As @vineetpaliwal pointed out (and as it was pointed out to me during the contest) the issue with Suffix Arrays is that only examining consecutive characters might yield WA on some test cases (I only knew how to apply Suffix Automaton to solve this, as I read it on CLRS book), which the Suffix Automaton didn’t detect (might be related with some properties of Suffix Arrays).
Note that I’ve only read about Suffix Arrays while setting this problem and I still need to learn it properly myself
Hopefully setting problems harder for me might push my own boundaries further
I used suffix arrays to solve this question and my solution sustained all retests successfully.
The algorithm is:
Construct the suffix array sorted lexicographically.
Construct the lcp array from the suffix array’s consecutive entries.
Mark the entries in lcp array whose suffixes start from different strings.
Find the max length of possible lcs (longest common substring) from the lcp array (equal to the max value of marked entries in lcp array).
Traverse over lcp array again and for all marked entries equal to max value, construct the lcs from the suffix array entries. Insert this lcs into a set. This is a set of possible lcs.
Now traverse over the second string, generate all substrings of length equal to max possible lcs length ( This can be done in O(n) ), search them in the set of possible lcs and break as soon as you find a match. The first match is your answer. This is the lcs which occurs first in the second string.
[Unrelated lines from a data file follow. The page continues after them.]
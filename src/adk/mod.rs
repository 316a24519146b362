// SPDX-License-Identifier: MIT

//! Collaborator kit
//!
//! Contracts the engine consumes but does not implement:
//! - `AgentExecutor` - runs `agent` steps
//! - `ActionHandler` - performs `action` side effects
//! - `Persistence` - loads definitions, stores checkpoints

pub mod action;
pub mod agent;
pub mod error;
pub mod persistence;

pub use action::ActionHandler;
pub use agent::{AgentExecutor, AgentStep, UnconfiguredAgentExecutor};
pub use error::{
    ActionError, AgentExecutionError, CancelledError, DelegateError, ErrorCategory,
    EvaluationError, NodeExecutionError, StepflowError, ValidationError, ValidationIssue,
};
pub use persistence::Persistence;
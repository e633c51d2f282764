//! Runtime event stream payloads.

/// Events emitted by the lookup service.
#[derive(Debug, Clone, PartialEq, Eq)]
pub enum LookupEvent {
    /// A single lookup finished.
    Resolved {
        /// Call as submitted.
        call: String,
        /// Number of hits returned.
        hits: usize,
        /// Served from the cache.
        cached: bool,
    },
    /// A batch finished and its results were merged.
    BatchCompleted {
        /// Calls in the batch.
        calls: usize,
        /// Hits returned after the cap.
        hits: usize,
        /// The cap cut the merged output.
        truncated: bool,
        /// Wall time for the batch.
        elapsed_ms: u64,
    },
    /// The cache was emptied.
    CacheCleared,
}
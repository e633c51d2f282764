use std::collections::BTreeSet;

use crate::{
    index::PatternDictionary,
    mask::query_shape,
    types::{CallStructureType, ComponentType, SignFlag},
};

use super::structure::CallStructure;

/// First tokens of one character that are country prefixes on their own.
pub const SINGLE_CHARACTER_PREFIXES: [&str; 6] = ["F", "G", "M", "I", "R", "W"];

/// Modifiers recognised after a call.
pub const PORTABLE_SUFFIXES: [&str; 14] = [
    "A", "B", "M", "P", "MM", "AM", "QRP", "QRPP", "LH", "LGT", "ANT", "WAP", "AAW", "FJL",
];

/// Token shapes that may be a prefix.
pub const VALID_PREFIX_SHAPES: [&str; 11] = [
    "@", "@@", "@@#", "@@#@", "@#", "@#@", "@##", "#@", "#@@", "#@#", "#@@#",
];

/// Shapes equally likely to be a short call or a prefix.
const PREFIX_OR_CALL_SHAPES: [&str; 2] = ["@@#@", "@#@"];

/// Most `/`-delimited tokens a call may have.
pub const MAX_COMPONENTS: usize = 3;

use ComponentType::{
    Ambiguous, CallSign, Invalid as Unusable, Numeric, PortableSuffix, Prefix, Text,
};

/// Uppercases, trims and tidies `/` separators.
///
/// Returns `None` for blank input or input with embedded whitespace.
pub fn normalize(raw: &str) -> Option<String> {
    let trimmed = raw.trim();
    if trimmed.is_empty() || trimmed.chars().any(char::is_whitespace) {
        return None;
    }
    let mut cleaned = String::with_capacity(trimmed.len());
    for c in trimmed.chars() {
        if c == '/' && cleaned.ends_with('/') {
            continue;
        }
        cleaned.extend(c.to_uppercase());
    }
    let cleaned = cleaned.strip_prefix('/').unwrap_or(&cleaned);
    let cleaned = cleaned.strip_suffix('/').unwrap_or(cleaned);
    (!cleaned.is_empty()).then(|| cleaned.to_string())
}

fn is_legal_token(token: &str) -> bool {
    !token.is_empty() && token.bytes().all(|b| b.is_ascii_alphanumeric())
}

/// Structural call-sign check.
///
/// Skips a leading letter pair or digit-letter pair (else one letter),
/// then wants one to four digits followed by a tail of one to six
/// characters.
pub fn is_plausible_call(token: &str) -> bool {
    let bytes = token.as_bytes();
    let (Some(&first), second) = (bytes.first(), bytes.get(1).copied()) else {
        return false;
    };
    let second_alpha = second.is_some_and(|c| c.is_ascii_alphabetic());
    let skip = if (first.is_ascii_alphabetic() || first.is_ascii_digit()) && second_alpha {
        2
    } else if first.is_ascii_alphabetic() {
        1
    } else {
        0
    };
    let rest = &bytes[skip..];
    let Some(last_digit) = rest.iter().rposition(u8::is_ascii_digit) else {
        return false;
    };
    let tail = &rest[last_digit + 1..];
    let digits = rest[..=last_digit].iter().filter(|c| c.is_ascii_digit()).count();
    (1..=6).contains(&tail.len()) && (1..=4).contains(&digits)
}
//! Async lookup service and event stream APIs.

/// Event stream types emitted by the service.
pub mod events;
/// Handle and command loop implementation.
pub mod handle;
//! Call-sign classification into structural forms.

/// Tokenizer, component roles and the form tables.
pub mod classify;
/// Classified call-sign value.
pub mod structure;

pub use classify::{classify, normalize};
pub use structure::CallStructure;
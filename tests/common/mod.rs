#![allow(dead_code)]

use callparser::{engine::LookupEngine, index::PrefixIndex, load::load_index};

pub fn fixture_path() -> String {
    format!("{}/tests/fixtures/prefix_list.xml", env!("CARGO_MANIFEST_DIR"))
}

pub fn fixture_index() -> PrefixIndex {
    load_index(fixture_path()).expect("load fixture")
}

pub fn fixture_engine() -> LookupEngine {
    LookupEngine::new(fixture_index())
}
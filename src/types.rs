//! Shared primitive IDs and call-sign related enums.

use serde::{Deserialize, Serialize};

/// DXCC entity number.
pub type DxccId = u32;
/// Position of an [`crate::index::EntityMaskIndex`] inside its [`crate::index::PrefixIndex`].
pub type EntityId = u32;
/// Caller-supplied spot identifier.
pub type SpotId = u64;
/// Caller-supplied sequence number.
pub type Sequence = u64;

/// Kind of a prefix database record.
#[derive(Debug, Clone, Copy, PartialEq, Eq, Hash, Default, Serialize, Deserialize)]
pub enum EntityKind {
    /// Unclassified record.
    #[default]
    #[serde(rename = "pfNone")]
    None,
    /// Current DXCC entity.
    #[serde(rename = "pfDXCC")]
    Dxcc,
    /// Province or call area of an entity.
    #[serde(rename = "pfProvince")]
    Province,
    /// Special station.
    #[serde(rename = "pfStation")]
    Station,
    /// Deleted DXCC entity.
    #[serde(rename = "pfDelDXCC")]
    DeletedDxcc,
    /// Historical prefix.
    #[serde(rename = "pfOldPrefix")]
    OldPrefix,
    /// Entity that does not count for DXCC.
    #[serde(rename = "pfNonDXCC")]
    NonDxcc,
    /// Prefix block that is not issued.
    #[serde(rename = "pfInvalidPrefix")]
    InvalidPrefix,
    /// Deleted province.
    #[serde(rename = "pfDelProvince")]
    DeletedProvince,
    /// City.
    #[serde(rename = "pfCity")]
    City,
}

impl EntityKind {
    /// Parses the database spelling (`pfDXCC`, `pfProvince`, ...).
    pub fn from_code(code: &str) -> Option<Self> {
        let kind = match code {
            "pfNone" => Self::None,
            "pfDXCC" => Self::Dxcc,
            "pfProvince" => Self::Province,
            "pfStation" => Self::Station,
            "pfDelDXCC" => Self::DeletedDxcc,
            "pfOldPrefix" => Self::OldPrefix,
            "pfNonDXCC" => Self::NonDxcc,
            "pfInvalidPrefix" => Self::InvalidPrefix,
            "pfDelProvince" => Self::DeletedProvince,
            "pfCity" => Self::City,
            _ => return None,
        };
        Some(kind)
    }
}

/// Semantic tag derived from a call sign modifier.
#[derive(Debug, Clone, Copy, PartialEq, Eq, Hash, PartialOrd, Ord, Serialize, Deserialize)]
pub enum SignFlag {
    /// Portable or mobile operation.
    Portable,
    /// Maritime mobile.
    Maritime,
    /// Beacon or rover.
    Beacon,
    /// Low power.
    Qrp,
    /// Prefix could not be resolved unambiguously.
    AmbiguousPrefix,
}

/// Role of one `/`-delimited token of a call sign.
#[derive(Debug, Clone, Copy, PartialEq, Eq, Hash)]
pub enum ComponentType {
    /// Plausible station call sign.
    CallSign,
    /// Prefix or location override.
    Prefix,
    /// Free text.
    Text,
    /// Single call-area digit.
    Numeric,
    /// Known modifier such as `P`, `MM` or `QRP`.
    PortableSuffix,
    /// Could be a call sign or a prefix.
    Ambiguous,
    /// Not usable.
    Invalid,
}

/// Structural form of a whole call sign.
///
/// Variant names spell the token roles left to right.
#[derive(Debug, Clone, Copy, PartialEq, Eq, Hash, Serialize, Deserialize)]
pub enum CallStructureType {
    /// `C`
    Call,
    /// `C#`
    CallDigit,
    /// `C#M`
    CallDigitPortable,
    /// `C#T`
    CallDigitText,
    /// `CM`
    CallPortable,
    /// `CM#`
    CallPortableDigit,
    /// `CMM`
    CallPortablePortable,
    /// `CMP`
    CallPortablePrefix,
    /// `CMT`
    CallPortableText,
    /// `CP`
    CallPrefix,
    /// `CPM`
    CallPrefixPortable,
    /// `CT`
    CallText,
    /// `PC`
    PrefixCall,
    /// `PCM`
    PrefixCallPortable,
    /// `PCT`
    PrefixCallText,
    /// No valid form.
    Invalid,
}

impl CallStructureType {
    /// Compact role code, e.g. `C#M`.
    pub fn code(self) -> &'static str {
        match self {
            Self::Call => "C",
            Self::CallDigit => "C#",
            Self::CallDigitPortable => "C#M",
            Self::CallDigitText => "C#T",
            Self::CallPortable => "CM",
            Self::CallPortableDigit => "CM#",
            Self::CallPortablePortable => "CMM",
            Self::CallPortablePrefix => "CMP",
            Self::CallPortableText => "CMT",
            Self::CallPrefix => "CP",
            Self::CallPrefixPortable => "CPM",
            Self::CallText => "CT",
            Self::PrefixCall => "PC",
            Self::PrefixCallPortable => "PCM",
            Self::PrefixCallText => "PCT",
            Self::Invalid => "Invalid",
        }
    }

    /// True for the forms whose leading token is the prefix.
    pub fn is_prefix_first(self) -> bool {
        matches!(
            self,
            Self::PrefixCall | Self::PrefixCallPortable | Self::PrefixCallText
        )
    }

    /// True for the forms that try the portable-prefix dictionary first.
    pub fn uses_portable_prefix(self) -> bool {
        matches!(
            self,
            Self::CallPrefix
                | Self::PrefixCall
                | Self::CallPortablePrefix
                | Self::CallPrefixPortable
                | Self::PrefixCallPortable
                | Self::PrefixCallText
        )
    }
}

/// Caller correlation fields copied onto every hit.
#[derive(Debug, Clone, Copy, PartialEq, Eq, Hash, Default, Serialize, Deserialize)]
pub struct Correlation {
    /// Spot identifier.
    pub spot_id: SpotId,
    /// Sequence number.
    pub sequence: Sequence,
}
If number of possible lcs are ‘k’, then the complexity of my solution is O(nlgk). Basically any possible mistakes are avoided because all possible lcs are generated and the one which occurs first in second string is printed always.
Learnt a lot from this question, thanks to @kuruma
I must say I enjoyed this problem, despite it’s annoying regrades. I used SA+LCP, and then realized that finding the leftmost LCS in the second string isn’t that easy. So after a day or two, I found a solution. It might be an overkill, but I had to implement three more necessary structures:
L : L[i]=MAXj, such that j < i and LCP[j]<LCP[i]
R : R[i]=MINj, such that j > i and LCP[j]<LCP[i]
(basically we want to find first element smaller than LCP[i] on both sides of the array)
CS (a structure that is used to retrieve RMaxQ in O(1), segment trees could work too)
Then I noticed that for every pair of consecutive suffixes in SA we can find the “best” (first in the second string) appearance of their common prefix in the second string using these structures. We just do RMaxQ(L[i]+1,R[i]).
I can elaborate this even further and show an example, if anyone is interested, but please share some solutions that use SA+LCP but are different than mine, I’m curious.
But still, the problem can be solved with Suffix Arrays, in many different ways. So apart from the late regrades, this problem turned out well, because it can have diverse solutions, totally different from the setter’s.
Thanks!
Yes it will work because of the trade off between length of lcs and number of lcs. If there are more number of lcs (higher k) then length of lcs is less and construction takes less time. And if length of lcs is high then there are lesser lcs (lower k) and matching takes less time. So overall the solution passes the time limit.
I found the length of the LCS say ‘k’ using SA and LCP. Now the task was to find the minimum index ‘i’ in s2 s.t. s2[i…(i+k-1)] is also the longest common substring. So what I did was I again iterated over LCP array and found the minimum such index in all valid windows. I define a valid window as [i…j] s.t. k<=LCP[s] for s \in [i,j] and LCP[i-1]<k and LCP[j+1]<k and there is q1 in [i,j] s.t. SA[q1] starts in s1 and there is a q2 s.t. SA[q2] starts in s2. You can look at my function algo() in my [solution][1] .
[1]: http://www.codechef.com/viewsolution/3618336
Hi, I was able to discover this trick during the contest. I modified my code to handle this trick as well but I still kept on getting WAs. Can you or someone else provide me a case where my code fails? Link to my code -> http://www.codechef.com/viewsolution/3597436
You may add printf(“Index: %d\n”,Ind-M-1); before if(Len>0) statement to verify correctness.